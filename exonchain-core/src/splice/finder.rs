use std::collections::HashMap;

use crate::algorithms::context::ChainContext;
use crate::constants::{
    ACCEPTOR_MOTIF, ADJACENT_DONOR_MOTIF, CODON_LENGTH, DONOR_MOTIFS, MAX_INNER_RESIDUES,
    MAX_UNTRANSLATABLE_CODONS, STOP_RESIDUE, UNKNOWN_RESIDUE,
};
use crate::hit::Hit;
use crate::splice::border;
use crate::splice::profile::{SpliceCandidate, SpliceProfile};
use crate::splice::{SiteClassifier, SpliceSiteModel};
use crate::types::{FrameBuckets, OrientedSpan};

/// Translated genomic sequence beyond one end of a hit.
#[derive(Debug, Clone, PartialEq, Eq)]
pub(crate) struct Extension {
    /// Residues of genomic codons outside the hit, in transcription order
    pub residues: Vec<u8>,
    /// Bases outside the hit before the first in-frame stop
    pub open: i64,
    /// Oriented window searched for splice sites
    pub window: OrientedSpan,
}

/// Candidate boundary positions, as signed offsets from the hit boundary.
#[derive(Debug, Default)]
struct SiteOffsets {
    acceptors: Vec<i64>,
    donors: [Vec<i64>; 2],
    acceptor_evidence: bool,
    donor_evidence: bool,
}

/// Bases searched for splice sites inside a hit of `residues` residues.
pub(crate) const fn inner_length(residues: usize) -> i64 {
    let rounded = residues - residues % 3;
    let capped = if rounded > 3 * MAX_INNER_RESIDUES {
        3 * MAX_INNER_RESIDUES
    } else {
        rounded
    };
    capped as i64
}

/// Locates and scores splice-site candidates around a hit.
pub struct SpliceFinder<'c, 'a> {
    ctx: &'c ChainContext<'a>,
}

impl<'c, 'a> SpliceFinder<'c, 'a> {
    #[must_use]
    pub const fn new(ctx: &'c ChainContext<'a>) -> Self {
        Self { ctx }
    }

    /// Build the splice profile of `hit`, which spans `span` on the pass's
    /// contig.
    #[must_use]
    pub fn profile(&self, hit: &Hit, span: OrientedSpan) -> SpliceProfile {
        let residues = hit.target_residues();
        let inner = inner_length(residues.len());
        let upstream = self.extend_upstream(span, inner, &residues);
        let downstream = self.extend_downstream(span, inner, &residues);

        let sites = self.site_offsets(span, &upstream, &downstream);
        let mut profile = SpliceProfile {
            acceptors: self.score_acceptors(hit, &sites.acceptors, &upstream.residues, &residues),
            donors: [
                self.score_donors(hit, &sites.donors[0], &downstream.residues, &residues),
                self.score_donors(hit, &sites.donors[1], &downstream.residues, &residues),
            ],
            open_upstream: upstream.open,
            open_downstream: downstream.open,
            acceptor_evidence: sites.acceptor_evidence,
            donor_evidence: sites.donor_evidence,
            ..SpliceProfile::default()
        };

        let transcript = self.ctx.transcript;
        if hit.part == 0 && transcript.first_part_starts_with_methionine() {
            profile.start = Some(border::start_extension(
                self.ctx,
                hit,
                span,
                &upstream.residues,
            ));
        }
        if hit.part + 1 == transcript.len() && transcript.last_part_ends_with_stop() {
            profile.stop = Some(border::stop_extension(
                self.ctx,
                hit,
                span,
                &downstream.residues,
            ));
        }
        profile.upstream = upstream.residues;
        profile.downstream = downstream.residues;
        profile
    }

    fn translate_or_unknown(&self, start: i64, failures: &mut usize) -> Option<u8> {
        let codon = self.ctx.contig.fetch(start, start + CODON_LENGTH);
        match self.ctx.code.translate_codon(&codon) {
            Ok(residue) => {
                *failures = 0;
                Some(residue)
            }
            Err(_) => {
                *failures += 1;
                (*failures < MAX_UNTRANSLATABLE_CODONS).then_some(UNKNOWN_RESIDUE)
            }
        }
    }

    /// Walk codon by codon upstream from `inner` bases inside the hit.
    pub(crate) fn extend_upstream(&self, span: OrientedSpan, inner: i64, aligned: &[u8]) -> Extension {
        let inner_codons = (inner / CODON_LENGTH) as usize;
        let limit = self.ctx.scoring.max_intron_length;
        let mut position = span.start + inner;
        let mut walked = 0;
        let mut failures = 0;
        let mut last = 0;
        let mut genomic = Vec::new();

        while CODON_LENGTH * (walked as i64) < limit
            && position >= CODON_LENGTH
            && last != STOP_RESIDUE
        {
            let residue = if walked < inner_codons {
                aligned[inner_codons - 1 - walked]
            } else {
                match self.translate_or_unknown(position - CODON_LENGTH, &mut failures) {
                    Some(residue) => residue,
                    None => break,
                }
            };
            if walked >= inner_codons {
                genomic.push(residue);
            }
            last = residue;
            position -= CODON_LENGTH;
            walked += 1;
        }

        let stop = genomic.last() == Some(&STOP_RESIDUE);
        let open = CODON_LENGTH * (genomic.len() - usize::from(stop)) as i64;
        genomic.reverse();
        Extension {
            residues: genomic,
            open,
            window: OrientedSpan::new((position - 1).max(0), span.start + inner),
        }
    }

    /// Walk codon by codon downstream from `inner` bases inside the hit.
    pub(crate) fn extend_downstream(
        &self,
        span: OrientedSpan,
        inner: i64,
        aligned: &[u8],
    ) -> Extension {
        let inner_codons = (inner / CODON_LENGTH) as usize;
        let limit = self.ctx.scoring.max_intron_length;
        let length = self.ctx.contig.len();
        let mut position = span.end - inner;
        let mut walked = 0;
        let mut failures = 0;
        let mut last = 0;
        let mut genomic = Vec::new();

        while CODON_LENGTH * (walked as i64) < limit
            && position + CODON_LENGTH <= length
            && last != STOP_RESIDUE
        {
            let residue = if walked < inner_codons {
                aligned[aligned.len() - inner_codons + walked]
            } else {
                match self.translate_or_unknown(position, &mut failures) {
                    Some(residue) => residue,
                    None => break,
                }
            };
            if walked >= inner_codons {
                genomic.push(residue);
            }
            last = residue;
            position += CODON_LENGTH;
            walked += 1;
        }

        let stop = genomic.last() == Some(&STOP_RESIDUE);
        let open = CODON_LENGTH * (genomic.len() - usize::from(stop)) as i64;
        Extension {
            residues: genomic,
            open,
            window: OrientedSpan::new(span.end - inner, (position + 1).min(length)),
        }
    }

    fn site_offsets(
        &self,
        span: OrientedSpan,
        upstream: &Extension,
        downstream: &Extension,
    ) -> SiteOffsets {
        match self.ctx.splice_model {
            SpliceSiteModel::Consensus => self.consensus_sites(span, upstream, downstream),
            SpliceSiteModel::Classifier {
                donor,
                acceptor,
                top,
            } => SiteOffsets {
                acceptors: self.classified_sites(acceptor.as_ref(), span, upstream.window, *top, true),
                donors: [
                    self.classified_sites(donor.as_ref(), span, downstream.window, *top, false),
                    Vec::new(),
                ],
                ..SiteOffsets::default()
            },
            SpliceSiteModel::KnownIntrons {
                introns,
                min_reads,
                fallback,
            } => {
                let mut sites = SiteOffsets::default();
                for intron in introns.oriented(self.ctx.contig, *min_reads) {
                    if intron.end >= upstream.window.start + 2 && intron.end <= upstream.window.end
                    {
                        sites.acceptors.push(span.start - intron.end);
                    }
                    if intron.start >= downstream.window.start
                        && intron.start + 2 <= downstream.window.end
                    {
                        sites.donors[0].push(intron.start - span.end);
                    }
                }
                sites.acceptors.sort_unstable_by(|a, b| b.cmp(a));
                sites.acceptors.dedup();
                sites.donors[0].sort_unstable();
                sites.donors[0].dedup();
                sites.acceptor_evidence = !sites.acceptors.is_empty();
                sites.donor_evidence = !sites.donors[0].is_empty();

                if *fallback && !(sites.acceptor_evidence && sites.donor_evidence) {
                    let consensus = self.consensus_sites(span, upstream, downstream);
                    if !sites.acceptor_evidence {
                        sites.acceptors = consensus.acceptors;
                    }
                    if !sites.donor_evidence {
                        sites.donors = consensus.donors;
                    }
                }
                sites
            }
        }
    }

    fn consensus_sites(
        &self,
        span: OrientedSpan,
        upstream: &Extension,
        downstream: &Extension,
    ) -> SiteOffsets {
        let contig = self.ctx.contig;
        let acceptors = contig
            .find_motif(upstream.window.start, upstream.window.end, ACCEPTOR_MOTIF)
            .into_iter()
            .map(|g| span.start - (g + 2))
            .collect();

        let window = downstream.window;
        let mut primary: Vec<i64> = contig
            .find_motif(window.start, window.end, DONOR_MOTIFS[0])
            .into_iter()
            .map(|g| g - span.end)
            .collect();
        for offset in 0..CODON_LENGTH {
            let at = span.end + offset;
            if at + 2 <= window.end && contig.fetch(at, at + 2) == ADJACENT_DONOR_MOTIF {
                primary.push(offset);
            }
        }
        let secondary = contig
            .find_motif(window.start, window.end, DONOR_MOTIFS[1])
            .into_iter()
            .map(|g| g - span.end)
            .collect();

        SiteOffsets {
            acceptors,
            donors: [primary, secondary],
            ..SiteOffsets::default()
        }
    }

    /// Offsets of exon boundaries in `window` whose classifier window scores
    /// at least the threshold; at most `top` per frame, best first.
    fn classified_sites(
        &self,
        classifier: &dyn SiteClassifier,
        span: OrientedSpan,
        window: OrientedSpan,
        top: usize,
        acceptor: bool,
    ) -> Vec<i64> {
        // an acceptor boundary follows its AG, a donor boundary precedes its GT
        let (first, last) = if acceptor {
            (window.start + 2, window.end)
        } else {
            (window.start, window.end - 2)
        };
        let contig = self.ctx.contig;
        let width = classifier.window() as i64;
        let site = classifier.site_offset() as i64;
        let mut scored: FrameBuckets<(f64, i64)> = Default::default();
        for x in first..=last {
            let from = x - site;
            if from < 0 || from + width > contig.len() {
                continue;
            }
            let score = classifier.score(&contig.fetch(from, from + width));
            if score >= classifier.threshold() {
                let offset = if acceptor { span.start - x } else { x - span.end };
                scored[offset.rem_euclid(3) as usize].push((score, offset));
            }
        }
        scored
            .into_iter()
            .flat_map(|mut frame| {
                frame.sort_by(|a, b| b.0.total_cmp(&a.0).then(a.1.cmp(&b.1)));
                frame.truncate(top);
                frame.into_iter().map(|(_, offset)| offset)
            })
            .collect()
    }

    fn score_acceptors(
        &self,
        hit: &Hit,
        offsets: &[i64],
        upstream: &[u8],
        residues: &[u8],
    ) -> FrameBuckets<SpliceCandidate> {
        let protein = self.ctx.transcript.part(hit.part).protein.as_bytes();
        let query = &protein[..hit.query_end.min(protein.len())];
        self.score_sites(offsets, |codons| {
            let target = if codons >= 0 {
                let added = (codons as usize).min(upstream.len());
                [&upstream[upstream.len() - added..], residues].concat()
            } else {
                residues[((-codons) as usize).min(residues.len())..].to_vec()
            };
            self.ctx.aligner.global_score(query, &target) - hit.score
        })
    }

    fn score_donors(
        &self,
        hit: &Hit,
        offsets: &[i64],
        downstream: &[u8],
        residues: &[u8],
    ) -> FrameBuckets<SpliceCandidate> {
        let protein = self.ctx.transcript.part(hit.part).protein.as_bytes();
        let query = &protein[(hit.query_start - 1).min(protein.len())..];
        self.score_sites(offsets, |codons| {
            let target = if codons >= 0 {
                let added = (codons as usize).min(downstream.len());
                [residues, &downstream[..added]].concat()
            } else {
                residues[..residues.len() - ((-codons) as usize).min(residues.len())].to_vec()
            };
            self.ctx.aligner.global_score(query, &target) - hit.score
        })
    }

    /// Score every offset, aligning once per distinct codon shift.
    fn score_sites(
        &self,
        offsets: &[i64],
        mut score: impl FnMut(i64) -> i64,
    ) -> FrameBuckets<SpliceCandidate> {
        let mut cache: HashMap<i64, i64> = HashMap::new();
        let mut buckets: FrameBuckets<SpliceCandidate> = Default::default();
        for &offset in offsets {
            let codons = offset.div_euclid(CODON_LENGTH);
            let value = *cache.entry(codons).or_insert_with(|| score(codons));
            buckets[offset.rem_euclid(CODON_LENGTH) as usize].push(SpliceCandidate {
                offset,
                score: value,
            });
        }
        buckets
    }
}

■ ■ ■ ■

_PROBLEM REQUIREMENTS_
Only the number is wanted here. Please work out how many lines of the records contain "searched".

_WRITTEN RESPONSE_
2